MESA, Ariz. – There's a young man at Mesa Community College, a shortstop now, named Joe DiMaggio, who has eyes that sparkle and a step that quickens the closer he gets to a baseball field, this despite toiling for seven innings under a relentless mid-day sun and losing to a late string of hits he couldn't quite get a glove on.
But he's OK, happy even, because there'll be another ballgame in, oh, 15 minutes, just enough time to water down this dusty, choppy field, wolf down a foot-long sandwich and get in a dozen warm-up throws.
Yeah, his name is Joe DiMaggio, 20 years running. Earlier in the season he'd played the outfield, and a scout for the Seattle Mariners called me one afternoon and said, "You'll never guess who I'm watching play the outfield today. Joe DiMaggio. I gotta find out who's so good to push Joe DiMaggio to left field."
This Joe DiMaggio is in miniature, seven inches shorter than the willowy and elegant New York Yankee legend. He possesses, however, a nearly manic affection for the game, so pure that had the original DiMaggio loosened his tie 20 years ago, or undone two or three buttons of his pinstriped jersey 60 years ago, you could imagine this Joe leaping out, begging to play one more inning.
I always imagined Joe D. like this, young again, taking longer, less direct routes from the dugout to center field, just to expel some of the penned energy, adoring the game and his teammates, valuing the three-hour flight at least as much as the final score.
This had to be the kid beating in Joe D.'s heart, to play the game as he did, beneath the reserve and dignity.

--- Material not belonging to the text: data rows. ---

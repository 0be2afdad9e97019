use async_trait::async_trait;
use forkpool_core::{
    Error, ExitStatus, Forked, Launcher, ProcessBuilder, Result, WorkerCommand, WorkerEvent,
    WorkerId, WorkerProcess,
};
use forkpool_ipc::{
    CHANNEL_ENV, ChannelListener, ControlMessage, WORKER_ID_ENV, read_frame, write_frame,
};
use nix::errno::Errno;
use nix::sys::signal::{self, Signal};
use nix::unistd::Pid;
use parking_lot::Mutex;
use serde_json::Value;
use std::sync::Arc;
use std::sync::atomic::{AtomicBool, AtomicU64, Ordering};
use std::time::Duration;
use tempfile::TempDir;
use tokio::io::AsyncWriteExt;
use tokio::net::unix::OwnedWriteHalf;
use tokio::process::Child;
use tokio::sync::{mpsc, watch};
use tokio::task::JoinHandle;
use tracing::{debug, trace, warn};

use crate::WorkerRegistry;

/// How long the channel may keep delivering messages after the process died.
const CHANNEL_DRAIN: Duration = Duration::from_millis(250);

/// Time a disconnected worker gets to leave on its own before SIGTERM.
const DEFAULT_TERM_GRACE: Duration = Duration::from_secs(1);

/// Forks workers as OS processes, each with its own unix socket channel.
///
/// Disconnecting a worker sends `{"cmd": "disconnect"}` and closes the
/// channel; a worker still running after the term grace gets SIGTERM.
pub struct ProcessLauncher {
    socket_dir: TempDir,
    next_id: AtomicU64,
    registry: WorkerRegistry,
    term_grace: Duration,
}

impl ProcessLauncher {
    pub fn new() -> Result<Self> {
        let socket_dir = tempfile::Builder::new().prefix("forkpool-").tempdir()?;
        debug!("Worker channels live in {:?}", socket_dir.path());
        Ok(Self {
            socket_dir,
            next_id: AtomicU64::new(0),
            registry: WorkerRegistry::new(),
            term_grace: DEFAULT_TERM_GRACE,
        })
    }

    /// Sets how long a disconnected worker may drain before SIGTERM. Zero
    /// signals it right away.
    pub fn with_term_grace(mut self, grace: Duration) -> Self {
        self.term_grace = grace;
        self
    }

    /// Workers forked by this launcher that have not exited yet.
    pub fn registry(&self) -> &WorkerRegistry {
        &self.registry
    }
}

impl Drop for ProcessLauncher {
    fn drop(&mut self) {
        for (id, pid) in self.registry.drain() {
            debug!("Killing leftover worker {} (pid {})", id, pid);
            let _ = send_signal(pid, Signal::SIGKILL);
        }
    }
}

#[async_trait]
impl Launcher for ProcessLauncher {
    async fn fork(&self, command: &WorkerCommand) -> Result<Forked> {
        let id = WorkerId::new(self.next_id.fetch_add(1, Ordering::Relaxed) + 1);
        let listener = ChannelListener::bind(self.socket_dir.path().join(format!("{id}.sock")))?;

        let child = ProcessBuilder::from_command(command)
            .env(CHANNEL_ENV, listener.path().to_string_lossy())
            .env(WORKER_ID_ENV, id.to_string())
            .spawn()?;
        let pid = child.id();
        if let Some(pid) = pid {
            self.registry.register(id, pid);
        }
        debug!("Forked worker {} with pid {:?}", id, pid);

        let shared = Arc::new(Shared::default());
        let (events_tx, events_rx) = mpsc::unbounded_channel();
        let (outbound_tx, outbound_rx) = mpsc::unbounded_channel();
        let (exit_tx, exit_rx) = watch::channel(None);
        let (gone_tx, gone_rx) = watch::channel(false);

        let channel = tokio::spawn(run_channel(
            id,
            listener,
            events_tx.clone(),
            outbound_rx,
            gone_rx,
            shared.clone(),
        ));
        tokio::spawn(reap(Reaper {
            id,
            child,
            channel,
            events: events_tx,
            exit: exit_tx,
            gone: gone_tx,
            shared: shared.clone(),
            registry: self.registry.clone(),
        }));

        let worker = ForkedWorker {
            id,
            pid,
            shared,
            outbound: Mutex::new(Some(outbound_tx)),
            exit: exit_rx,
            term_grace: self.term_grace,
        };
        Ok(Forked {
            worker: Arc::new(worker),
            events: events_rx,
        })
    }
}

#[derive(Debug, Default)]
struct Shared {
    exited: AtomicBool,
    channel_closed: AtomicBool,
    disconnect_requested: AtomicBool,
}

#[derive(Debug)]
struct ForkedWorker {
    id: WorkerId,
    pid: Option<u32>,
    shared: Arc<Shared>,
    outbound: Mutex<Option<mpsc::UnboundedSender<Value>>>,
    exit: watch::Receiver<Option<ExitStatus>>,
    term_grace: Duration,
}

impl ForkedWorker {
    fn signal(&self, signal: Signal) -> Result<()> {
        match self.pid {
            Some(pid) if !self.shared.exited.load(Ordering::SeqCst) => send_signal(pid, signal),
            _ => Ok(()),
        }
    }

    fn unknown_exit(&self) -> ExitStatus {
        ExitStatus::new(
            None,
            None,
            self.shared.disconnect_requested.load(Ordering::SeqCst),
        )
    }
}

#[async_trait]
impl WorkerProcess for ForkedWorker {
    fn id(&self) -> WorkerId {
        self.id
    }

    fn pid(&self) -> Option<u32> {
        self.pid
    }

    fn is_connected(&self) -> bool {
        !self.shared.exited.load(Ordering::SeqCst)
            && !self.shared.disconnect_requested.load(Ordering::SeqCst)
            && !self.shared.channel_closed.load(Ordering::SeqCst)
    }

    fn exit_status(&self) -> Option<ExitStatus> {
        self.exit.borrow().clone()
    }

    async fn wait(&self) -> ExitStatus {
        let mut exit = self.exit.clone();
        let status = exit
            .wait_for(Option::is_some)
            .await
            .ok()
            .and_then(|status| Option::clone(&status));
        status
            .or_else(|| self.exit_status())
            .unwrap_or_else(|| self.unknown_exit())
    }

    async fn send(&self, message: Value) -> Result<()> {
        let outbound = self.outbound.lock().clone();
        match outbound {
            Some(tx) => tx
                .send(message)
                .map_err(|_| Error::Channel(format!("channel of worker {} is closed", self.id))),
            None => Err(Error::Channel(format!(
                "worker {} is disconnecting",
                self.id
            ))),
        }
    }

    async fn disconnect(&self) -> Result<()> {
        if self.shared.exited.load(Ordering::SeqCst) {
            return Ok(());
        }
        self.shared.disconnect_requested.store(true, Ordering::SeqCst);
        // Dropping the sender lets the writer close its half of the socket.
        let outbound = self.outbound.lock().take();
        if let Some(tx) = outbound {
            let _ = tx.send(ControlMessage::Disconnect.to_value());
        }
        if self.term_grace.is_zero() {
            return self.signal(Signal::SIGTERM);
        }

        let (id, pid, grace) = (self.id, self.pid, self.term_grace);
        let mut exit = self.exit.clone();
        tokio::spawn(async move {
            if tokio::time::timeout(grace, exit.wait_for(Option::is_some))
                .await
                .is_ok()
            {
                return;
            }
            if let Some(pid) = pid {
                debug!("Worker {} still running after {:?}, sending SIGTERM", id, grace);
                if let Err(e) = send_signal(pid, Signal::SIGTERM) {
                    warn!("Failed to terminate worker {}: {}", id, e);
                }
            }
        });
        Ok(())
    }

    async fn kill(&self) -> Result<()> {
        self.signal(Signal::SIGKILL)
    }
}

fn send_signal(pid: u32, sig: Signal) -> Result<()> {
    let raw = i32::try_from(pid)
        .map_err(|_| Error::InvalidArgument(format!("pid {pid} out of range")))?;
    match signal::kill(Pid::from_raw(raw), sig) {
        Ok(()) | Err(Errno::ESRCH) => Ok(()),
        Err(e) => Err(e.into()),
    }
}

async fn run_channel(
    id: WorkerId,
    listener: ChannelListener,
    events: mpsc::UnboundedSender<WorkerEvent>,
    outbound: mpsc::UnboundedReceiver<Value>,
    mut gone: watch::Receiver<bool>,
    shared: Arc<Shared>,
) {
    let accepted = tokio::select! {
        accepted = listener.accept() => accepted,
        _ = gone.wait_for(|gone| *gone) => {
            trace!("Worker {} exited without opening its channel", id);
            shared.channel_closed.store(true, Ordering::SeqCst);
            return;
        }
    };
    let stream = match accepted {
        Ok(stream) => stream,
        Err(e) => {
            warn!("Failed to accept channel of worker {}: {}", id, e);
            shared.channel_closed.store(true, Ordering::SeqCst);
            return;
        }
    };
    debug!("Worker {} connected its channel", id);

    let (mut reader, writer) = stream.into_split();
    tokio::spawn(run_writer(id, writer, outbound));

    loop {
        match read_frame(&mut reader).await {
            Ok(Some(message)) => {
                let event = match ControlMessage::parse(&message) {
                    Some(ControlMessage::Listening { address }) => {
                        WorkerEvent::Listening { address }
                    }
                    _ => WorkerEvent::Message(message),
                };
                let _ = events.send(event);
            }
            Ok(None) => break,
            Err(e) => {
                warn!("Channel of worker {} failed: {}", id, e);
                break;
            }
        }
    }
    debug!("Channel of worker {} closed", id);
    shared.channel_closed.store(true, Ordering::SeqCst);
}

async fn run_writer(
    id: WorkerId,
    mut writer: OwnedWriteHalf,
    mut outbound: mpsc::UnboundedReceiver<Value>,
) {
    while let Some(message) = outbound.recv().await {
        if let Err(e) = write_frame(&mut writer, &message).await {
            debug!("Dropping message for worker {}: {}", id, e);
            return;
        }
    }
    let _ = writer.shutdown().await;
}

struct Reaper {
    id: WorkerId,
    child: Child,
    channel: JoinHandle<()>,
    events: mpsc::UnboundedSender<WorkerEvent>,
    exit: watch::Sender<Option<ExitStatus>>,
    gone: watch::Sender<bool>,
    shared: Arc<Shared>,
    registry: WorkerRegistry,
}

async fn reap(mut reaper: Reaper) {
    let status = reaper.child.wait().await;
    reaper.shared.exited.store(true, Ordering::SeqCst);
    reaper.registry.unregister(reaper.id);
    let _ = reaper.gone.send(true);

    // Deliver whatever the worker wrote before it died.
    if tokio::time::timeout(CHANNEL_DRAIN, &mut reaper.channel)
        .await
        .is_err()
    {
        reaper.channel.abort();
    }

    let voluntary = reaper.shared.disconnect_requested.load(Ordering::SeqCst);
    let status = match status {
        Ok(status) => ExitStatus::from_std(status, voluntary),
        Err(e) => {
            warn!("Failed to wait for worker {}: {}", reaper.id, e);
            ExitStatus::new(None, None, voluntary)
        }
    };
    debug!("Worker {} {}", reaper.id, status);
    reaper.exit.send_replace(Some(status.clone()));
    let _ = reaper.events.send(WorkerEvent::Exit(status));
}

This Joe was standing just off Mesa's field last week, beside a cinder-block dugout painted green and white, bouncing lightly from foot to foot in dirt-stained white cleats. Messages to himself, reminders, were scrawled in black beneath the bill of his red Thunderbirds cap. A gold chain flopped in and out of his gray jersey, and a batting glove dangled from his back pocket.
He's a ballplayer.
He also happens to be named Joe DiMaggio, just as his father is, and just as his grandfather, a fireman stationed at Engine Co. 78 outside Chicago's Wrigley Field, was. Family legend has it that the grandfather was a second or third cousin to Joe D., but no one seems to have taken the time to verify it.
"You'd think I would," Joe said, "wouldn't you?"
Joe smiled brightly when asked about carrying the name, if it were a burden, if it would have been enough just to be Tony DiMaggio or Jimmy DiMaggio or something, and played baseball that way.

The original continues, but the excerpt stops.